══ Supplied material

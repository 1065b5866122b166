// Venue adapter module
// This file defines the uniform quoting capability every liquidity source
// implements, together with the asset and source identity types
//
// Numan Thabit 2025 Nov

use async_trait::async_trait;
use serde::{Deserialize, Serialize};
use std::fmt;

use crate::errors::SourceError;
use crate::flags::Toggle;

/// Opaque fungible asset identifier, compared case-insensitively.
#[derive(Debug, Clone, PartialEq, Eq, Hash, PartialOrd, Ord, Serialize, Deserialize)]
#[serde(from = "String", into = "String")]
pub struct Asset(String);

impl Asset {
    pub fn new(id: impl AsRef<str>) -> Self {
        Self(id.as_ref().trim().to_ascii_lowercase())
    }

    pub fn as_str(&self) -> &str {
        &self.0
    }
}

impl From<String> for Asset {
    fn from(id: String) -> Self {
        Self::new(id)
    }
}

impl From<&str> for Asset {
    fn from(id: &str) -> Self {
        Self::new(id)
    }
}

impl From<Asset> for String {
    fn from(asset: Asset) -> Self {
        asset.0
    }
}

impl fmt::Display for Asset {
    fn fmt(&self, f: &mut fmt::Formatter<'_>) -> fmt::Result {
        f.write_str(&self.0)
    }
}

#[derive(Debug, Clone, PartialEq, Eq, Hash)]
pub struct AssetPair {
    pub from: Asset,
    pub to: Asset,
}

impl AssetPair {
    pub fn new(from: impl Into<Asset>, to: impl Into<Asset>) -> Self {
        Self {
            from: from.into(),
            to: to.into(),
        }
    }

    pub fn reversed(&self) -> Self {
        Self {
            from: self.to.clone(),
            to: self.from.clone(),
        }
    }
}

impl fmt::Display for AssetPair {
    fn fmt(&self, f: &mut fmt::Formatter<'_>) -> fmt::Result {
        write!(f, "{}->{}", self.from, self.to)
    }
}

/// Stable source index; also the source's position in the registry.
#[derive(Debug, Clone, Copy, PartialEq, Eq, Hash, PartialOrd, Ord, Serialize, Deserialize)]
pub struct SourceId(pub u16);

impl fmt::Display for SourceId {
    fn fmt(&self, f: &mut fmt::Formatter<'_>) -> fmt::Result {
        write!(f, "#{}", self.0)
    }
}

/// Static description of a registered source.
#[derive(Debug, Clone, PartialEq, Eq, Serialize)]
pub struct SourceDescriptor {
    pub id: SourceId,
    pub name: String,
    /// Mask toggles that disable this source (own bit, variant bit, family bit).
    pub toggles: Vec<Toggle>,
    /// Source internally routes through an intermediate asset.
    pub wrap: bool,
}

/// Uniform quoting capability of a liquidity source.
///
/// Implementations must be monotonically non-decreasing in `amount_in`; the
/// split optimizer is only optimal when marginal output is also non-increasing.
#[async_trait]
pub trait LiquiditySource: Send + Sync {
    fn descriptor(&self) -> &SourceDescriptor;

    /// Output amount for swapping `amount_in` of `pair.from` into `pair.to`.
    async fn quote(&self, pair: &AssetPair, amount_in: u128) -> Result<u128, SourceError>;
}
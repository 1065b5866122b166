// Venue module
// Liquidity sources, their identity types and the source registry
//
// Numan Thabit 2025 Nov

pub mod adapter;
pub mod amm;
pub mod http;
pub mod registry;
pub mod wrapper;

pub use adapter::{Asset, AssetPair, LiquiditySource, SourceDescriptor, SourceId};
pub use amm::ConstantProductPool;
pub use http::HttpQuoteSource;
pub use registry::SourceRegistry;
pub use wrapper::RateWrapper;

════

* _Requirement_: All the entries should be written out again precisely.

* _Answer_:
repository 1065b5866122b166
// Venue adapter module
// This file defines the uniform quoting capability every liquidity source
// implements, together with the asset and source identity types
//
// Numan Thabit 2025 Nov

use async_trait::async_trait;
use serde::{Deserialize, Serialize};
use std::fmt;

use crate::errors::SourceError;
use crate::flags::Toggle;

/// Opaque fungible asset identifier, compared case-insensitively.
#[derive(Debug, Clone, PartialEq, Eq, Hash, PartialOrd, Ord, Serialize, Deserialize)]
#[serde(from = "String", into = "String")]
pub struct Asset(String);

impl Asset {
    pub fn new(id: impl AsRef<str>) -> Self {
        Self(id.as_ref().trim().to_ascii_lowercase())
    }

    pub fn as_str(&self) -> &str {
        &self.0
    }
}

impl From<String> for Asset {
    fn from(id: String) -> Self {
        Self::new(id)
    }
}

impl From<&str> for Asset {
    fn from(id: &str) -> Self {
        Self::new(id)
    }
}

impl From<Asset> for String {
    fn from(asset: Asset) -> Self {
        asset.0
    }
}

impl fmt::Display for Asset {
    fn fmt(&self, f: &mut fmt::Formatter<'_>) -> fmt::Result {
        f.write_str(&self.0)
    }
}

#[derive(Debug, Clone, PartialEq, Eq, Hash)]
pub struct AssetPair {
    pub from: Asset,
    pub to: Asset,
}

impl AssetPair {
    pub fn new(from: impl Into<Asset>, to: impl Into<Asset>) -> Self {
        Self {
            from: from.into(),
            to: to.into(),
        }
    }

    pub fn reversed(&self) -> Self {
        Self {
            from: self.to.clone(),
            to: self.from.clone(),
        }
    }
}

impl fmt::Display for AssetPair {
    fn fmt(&self, f: &mut fmt::Formatter<'_>) -> fmt::Result {
        write!(f, "{}->{}", self.from, self.to)
    }
}

/// Stable source index; also the source's position in the registry.
#[derive(Debug, Clone, Copy, PartialEq, Eq, Hash, PartialOrd, Ord, Serialize, Deserialize)]
pub struct SourceId(pub u16);

impl fmt::Display for SourceId {
    fn fmt(&self, f: &mut fmt::Formatter<'_>) -> fmt::Result {
        write!(f, "#{}", self.0)
    }
}

/// Static description of a registered source.
#[derive(Debug, Clone, PartialEq, Eq, Serialize)]
pub struct SourceDescriptor {
    pub id: SourceId,
    pub name: String,
    /// Mask toggles that disable this source (own bit, variant bit, family bit).
    pub toggles: Vec<Toggle>,
    /// Source internally routes through an intermediate asset.
    pub wrap: bool,
}

/// Uniform quoting capability of a liquidity source.
///
/// Implementations must be monotonically non-decreasing in `amount_in`; the
/// split optimizer is only optimal when marginal output is also non-increasing.
#[async_trait]
pub trait LiquiditySource: Send + Sync {
    fn descriptor(&self) -> &SourceDescriptor;

    /// Output amount for swapping `amount_in` of `pair.from` into `pair.to`.
    async fn quote(&self, pair: &AssetPair, amount_in: u128) -> Result<u128, SourceError>;
}
repository 1065b5866122b166
// Venue module
// Liquidity sources, their identity types and the source registry
//
// Numan Thabit 2025 Nov

pub mod adapter;
pub mod amm;
pub mod http;
pub mod registry;
pub mod wrapper;

pub use adapter::{Asset, AssetPair, LiquiditySource, SourceDescriptor, SourceId};
pub use amm::ConstantProductPool;
pub use http::HttpQuoteSource;
pub use registry::SourceRegistry;
pub use wrapper::RateWrapper;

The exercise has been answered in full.